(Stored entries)
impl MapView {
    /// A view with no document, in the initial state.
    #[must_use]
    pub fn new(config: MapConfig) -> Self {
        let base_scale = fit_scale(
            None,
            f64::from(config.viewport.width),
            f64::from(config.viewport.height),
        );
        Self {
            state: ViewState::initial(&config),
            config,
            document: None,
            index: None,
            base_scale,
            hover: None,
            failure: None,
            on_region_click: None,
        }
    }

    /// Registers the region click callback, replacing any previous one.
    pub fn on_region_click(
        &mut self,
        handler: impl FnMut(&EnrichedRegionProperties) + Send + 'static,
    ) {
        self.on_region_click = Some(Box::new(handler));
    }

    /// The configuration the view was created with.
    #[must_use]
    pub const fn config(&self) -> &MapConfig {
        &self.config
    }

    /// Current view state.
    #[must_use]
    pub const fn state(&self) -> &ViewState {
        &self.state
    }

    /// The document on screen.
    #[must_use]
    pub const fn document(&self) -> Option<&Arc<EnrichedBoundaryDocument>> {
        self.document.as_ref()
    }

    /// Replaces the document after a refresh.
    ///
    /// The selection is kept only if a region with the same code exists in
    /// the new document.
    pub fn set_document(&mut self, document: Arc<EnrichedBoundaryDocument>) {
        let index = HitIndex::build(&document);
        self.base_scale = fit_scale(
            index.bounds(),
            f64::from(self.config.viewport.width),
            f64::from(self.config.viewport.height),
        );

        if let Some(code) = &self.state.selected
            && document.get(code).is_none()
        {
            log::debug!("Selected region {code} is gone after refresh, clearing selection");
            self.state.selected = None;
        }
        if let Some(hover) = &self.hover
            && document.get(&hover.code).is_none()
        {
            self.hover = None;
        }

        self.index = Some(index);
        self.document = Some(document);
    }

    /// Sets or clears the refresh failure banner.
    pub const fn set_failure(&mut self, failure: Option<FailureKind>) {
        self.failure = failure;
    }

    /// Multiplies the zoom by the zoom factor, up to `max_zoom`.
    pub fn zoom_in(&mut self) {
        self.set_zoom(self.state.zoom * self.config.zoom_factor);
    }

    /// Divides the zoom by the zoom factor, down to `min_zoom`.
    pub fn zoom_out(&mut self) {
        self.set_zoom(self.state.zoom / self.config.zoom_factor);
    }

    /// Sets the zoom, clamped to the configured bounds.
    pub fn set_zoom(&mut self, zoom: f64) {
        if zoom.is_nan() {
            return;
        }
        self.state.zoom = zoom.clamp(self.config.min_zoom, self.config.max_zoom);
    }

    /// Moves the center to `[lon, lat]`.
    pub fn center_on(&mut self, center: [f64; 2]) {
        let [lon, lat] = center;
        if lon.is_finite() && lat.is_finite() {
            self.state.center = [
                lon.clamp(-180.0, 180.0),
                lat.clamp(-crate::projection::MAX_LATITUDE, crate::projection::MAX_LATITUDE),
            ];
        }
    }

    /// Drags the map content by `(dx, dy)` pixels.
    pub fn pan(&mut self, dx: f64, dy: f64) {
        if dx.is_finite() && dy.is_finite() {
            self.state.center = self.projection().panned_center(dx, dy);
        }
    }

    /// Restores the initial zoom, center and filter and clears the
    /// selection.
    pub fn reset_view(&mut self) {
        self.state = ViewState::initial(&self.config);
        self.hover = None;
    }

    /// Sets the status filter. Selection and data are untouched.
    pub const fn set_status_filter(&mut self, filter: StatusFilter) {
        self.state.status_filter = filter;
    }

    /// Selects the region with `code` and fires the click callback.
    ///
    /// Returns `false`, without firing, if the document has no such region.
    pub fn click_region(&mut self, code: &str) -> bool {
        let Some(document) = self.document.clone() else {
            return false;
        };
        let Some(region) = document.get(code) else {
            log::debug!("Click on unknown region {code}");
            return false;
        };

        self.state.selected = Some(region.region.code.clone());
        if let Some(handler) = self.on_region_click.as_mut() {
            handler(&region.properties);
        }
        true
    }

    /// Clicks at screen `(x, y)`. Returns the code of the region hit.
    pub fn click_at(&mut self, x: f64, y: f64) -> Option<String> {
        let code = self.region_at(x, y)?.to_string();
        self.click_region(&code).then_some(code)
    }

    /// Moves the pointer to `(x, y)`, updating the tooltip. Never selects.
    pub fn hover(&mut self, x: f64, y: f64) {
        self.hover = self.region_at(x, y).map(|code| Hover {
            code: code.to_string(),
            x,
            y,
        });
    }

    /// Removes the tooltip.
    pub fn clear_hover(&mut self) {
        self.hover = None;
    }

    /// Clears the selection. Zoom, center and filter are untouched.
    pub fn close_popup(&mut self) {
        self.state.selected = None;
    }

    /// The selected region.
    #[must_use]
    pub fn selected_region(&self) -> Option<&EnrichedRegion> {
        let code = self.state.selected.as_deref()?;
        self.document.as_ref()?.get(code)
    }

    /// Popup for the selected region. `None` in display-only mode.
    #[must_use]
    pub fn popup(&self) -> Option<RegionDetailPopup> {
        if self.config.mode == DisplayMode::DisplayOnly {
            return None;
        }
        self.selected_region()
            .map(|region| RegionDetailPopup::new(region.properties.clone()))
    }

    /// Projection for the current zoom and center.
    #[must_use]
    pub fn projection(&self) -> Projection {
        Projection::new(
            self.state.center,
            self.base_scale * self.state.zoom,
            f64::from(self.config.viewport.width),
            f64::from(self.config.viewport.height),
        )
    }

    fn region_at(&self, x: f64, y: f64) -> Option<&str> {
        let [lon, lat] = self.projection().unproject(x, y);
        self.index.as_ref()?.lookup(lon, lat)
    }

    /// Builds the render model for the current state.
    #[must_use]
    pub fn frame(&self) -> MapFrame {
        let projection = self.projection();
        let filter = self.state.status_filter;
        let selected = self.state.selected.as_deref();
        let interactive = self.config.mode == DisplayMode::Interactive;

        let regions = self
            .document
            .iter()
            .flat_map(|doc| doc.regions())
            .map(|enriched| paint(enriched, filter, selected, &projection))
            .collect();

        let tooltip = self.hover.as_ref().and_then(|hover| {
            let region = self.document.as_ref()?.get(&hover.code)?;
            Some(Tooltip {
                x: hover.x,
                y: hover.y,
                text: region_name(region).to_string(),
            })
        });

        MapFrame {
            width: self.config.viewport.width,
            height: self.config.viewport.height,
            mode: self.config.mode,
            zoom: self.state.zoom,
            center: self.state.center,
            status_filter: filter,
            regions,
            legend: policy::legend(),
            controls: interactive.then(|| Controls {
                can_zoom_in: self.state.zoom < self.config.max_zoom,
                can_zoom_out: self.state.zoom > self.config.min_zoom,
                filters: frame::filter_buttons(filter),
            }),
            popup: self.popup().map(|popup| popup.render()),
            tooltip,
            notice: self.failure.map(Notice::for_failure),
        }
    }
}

— THE TASK —
All that is wanted is a faithful reproduction of the line above with "document on screen.", the line with "refresh failure banner.", and every line in between.

— REPLY —
    /// The document on screen.
    #[must_use]
    pub const fn document(&self) -> Option<&Arc<EnrichedBoundaryDocument>> {
        self.document.as_ref()
    }

    /// Replaces the document after a refresh.
    ///
    /// The selection is kept only if a region with the same code exists in
    /// the new document.
    pub fn set_document(&mut self, document: Arc<EnrichedBoundaryDocument>) {
        let index = HitIndex::build(&document);
        self.base_scale = fit_scale(
            index.bounds(),
            f64::from(self.config.viewport.width),
            f64::from(self.config.viewport.height),
        );

        if let Some(code) = &self.state.selected
            && document.get(code).is_none()
        {
            log::debug!("Selected region {code} is gone after refresh, clearing selection");
            self.state.selected = None;
        }
        if let Some(hover) = &self.hover
            && document.get(&hover.code).is_none()
        {
            self.hover = None;
        }

        self.index = Some(index);
        self.document = Some(document);
    }

    /// Sets or clears the refresh failure banner.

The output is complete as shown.